Put another way: you browse to a website, you view the content, make a comment, play the game, and in the background, a Java applet is secretly using your spare computing horsepower to answer questions for corporate fatcats around the world, and the website you’re visiting is getting a cut of the revenue.
It’s an interesting idea – certainly, I think content providers are going to be looking for new ways to monetize visitors if the advertising market softens. And I’m sure the idea of access to an unlimited network of computer power on-demand has appeal to all sorts of organizations who occasionally need large amounts of computing horsepower. But there’s a few problems I see with this model.
One is that the whole nature of the Internet today is that people tend to stay on individual pages for a very short amount of time. If anything, people tend to treat the Internet as a transactional medium – have a thought, do a search, read the page, go back to what you were doing before. This means that for websites that are interested in generating revenue from this model, they need to be very concerned with the amount of time people spent on a given page. To their credit, Plura discusses exactly this subject in their website, focusing on long-pageview models, like online video.
Another issue is the constant “data movement” problem. All of the distributed computing models, even the ones where the compute farm exists within the datacenter, face challenges with how to move data to where it needs to be processed. These problems only get worse when you move from internal datacenters that you control and can manage bandwidth, to random people’s computers with varying bandwidth and horsepower capacity. So the ideal profile for these workloads is one where the data set is small, and the computational requirements are high. This lends itself well to things like monte carlo simultations, where a fixed data set has an exponentially greater quantity of simulations and randomization, perfect for a single data transfer followed by long compute times. However, many workloads today involve large sets of data (just look at the public adulation being given to Hadoop/MapReduce – distilling large sets of data down to results) – this is miserable for Plura’s model. After all, you can’t begin processing until you have the data, and if it takes 80% of the time spent on a webpage to download the data, that doesn’t leave a lot of time to get work done.

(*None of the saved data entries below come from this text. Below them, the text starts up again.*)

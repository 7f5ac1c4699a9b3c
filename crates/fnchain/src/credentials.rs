//! Transport credentials, keyed by peer name.
//!
//! TLS and mTLS are a black box here: a [`CredentialProvider`] hands out a
//! [`Connector`] for a peer and the connector turns a socket address into a
//! ready byte stream. The shipped provider connects in plaintext.

use std::net::SocketAddr;
use std::sync::Arc;

use async_trait::async_trait;
use tokio::net::TcpStream;

use crate::error::CallError;
use crate::wire::BoxIo;

/// Opens authenticated byte streams to one peer.
#[async_trait]
pub trait Connector: Send + Sync {
    async fn connect(&self, addr: SocketAddr) -> std::io::Result<BoxIo>;
}

pub trait CredentialProvider: Send + Sync {
    /// Credentials for `peer` (the host name from the hop identifier).
    fn credentials_for(&self, peer: &str) -> Result<Arc<dyn Connector>, CallError>;
}

/// Plain TCP with Nagle disabled.
#[derive(Debug, Clone, Copy, Default)]
pub struct TcpConnector;

#[async_trait]
impl Connector for TcpConnector {
    async fn connect(&self, addr: SocketAddr) -> std::io::Result<BoxIo> {
        let stream = TcpStream::connect(addr).await?;
        stream.set_nodelay(true)?;
        Ok(Box::new(stream))
    }
}

#[derive(Debug, Clone, Copy, Default)]
pub struct Insecure;

impl CredentialProvider for Insecure {
    fn credentials_for(&self, _peer: &str) -> Result<Arc<dyn Connector>, CallError> {
        Ok(Arc::new(TcpConnector))
    }
}
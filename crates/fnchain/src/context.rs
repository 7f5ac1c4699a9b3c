//! Per-call context: cancellation, optional deadline, extra process environment.

use std::sync::Arc;
use std::time::Duration;

use tokio::time::Instant;
pub use tokio_util::sync::CancellationToken;

use crate::error::CallError;

/// Cancellation scope threaded through every hop and process of one call.
///
/// Cloning shares the scope; [`CallContext::child`] derives a narrower one that
/// is cancelled together with its parent but can also be cancelled alone.
#[derive(Debug, Clone, Default)]
pub struct CallContext {
    token: CancellationToken,
    deadline: Option<Instant>,
    env: Arc<Vec<(String, String)>>,
}

impl CallContext {
    pub fn new() -> Self {
        Self::default()
    }

    /// Context cancelled whenever `token` is.
    pub fn from_token(token: &CancellationToken) -> Self {
        Self {
            token: token.child_token(),
            ..Self::default()
        }
    }

    pub fn child(&self) -> Self {
        Self {
            token: self.token.child_token(),
            deadline: self.deadline,
            env: Arc::clone(&self.env),
        }
    }

    /// Child context whose deadline is at most `timeout` from now.
    pub fn with_timeout(&self, timeout: Duration) -> Self {
        let deadline = Instant::now() + timeout;
        let mut child = self.child();
        child.deadline = Some(match self.deadline {
            Some(existing) if existing < deadline => existing,
            _ => deadline,
        });
        child
    }

    pub fn with_env(mut self, env: Vec<(String, String)>) -> Self {
        self.env = Arc::new(env);
        self
    }

    pub fn env(&self) -> &[(String, String)] {
        &self.env
    }

    pub fn deadline(&self) -> Option<Instant> {
        self.deadline
    }

    pub fn cancel(&self) {
        self.token.cancel();
    }

    pub fn token(&self) -> &CancellationToken {
        &self.token
    }

    /// Why the context is done, if it is.
    pub fn error(&self) -> Option<CallError> {
        if self.deadline_passed() {
            Some(CallError::TimedOut)
        } else if self.token.is_cancelled() {
            Some(CallError::Cancelled)
        } else {
            None
        }
    }

    /// Resolves once the context is cancelled or its deadline passes.
    ///
    /// Deadline expiry also cancels the token so everything derived from this
    /// context unwinds.
    pub async fn done(&self) -> CallError {
        match self.deadline {
            Some(deadline) => {
                tokio::select! {
                    _ = self.token.cancelled() => {}
                    _ = tokio::time::sleep_until(deadline) => {
                        self.token.cancel();
                        return CallError::TimedOut;
                    }
                }
            }
            None => self.token.cancelled().await,
        }
        if self.deadline_passed() {
            CallError::TimedOut
        } else {
            CallError::Cancelled
        }
    }

    fn deadline_passed(&self) -> bool {
        self.deadline.is_some_and(|d| Instant::now() >= d)
    }
}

The last note is whether users will be aware and/or offended that their computer is being used for someone else’s gain. It’s interesting – Plura has two models – one where the applet runs visibly, with a badge identifying itself, and one where it runs silently on a page. Clearly they’re aware that there are some organizations that will clearly state that they’re taking people’s compute time , probably non-profits. But for commercial sites where the app might be hidden, how will people react that their compute time is being “stolen” for someone’s commercial benefit. I suspect that some people won’t care, others will care, but not enough to make a stink about it, and some will mightily object. In addition, what will they be working on? Potentially, someone’s computer could be leveraged to process cycles on a subject that is objectionable to the computer’s owner. How would someone feel about that?
We’ll just have to see if Plura’s model and reach continue to grow over time.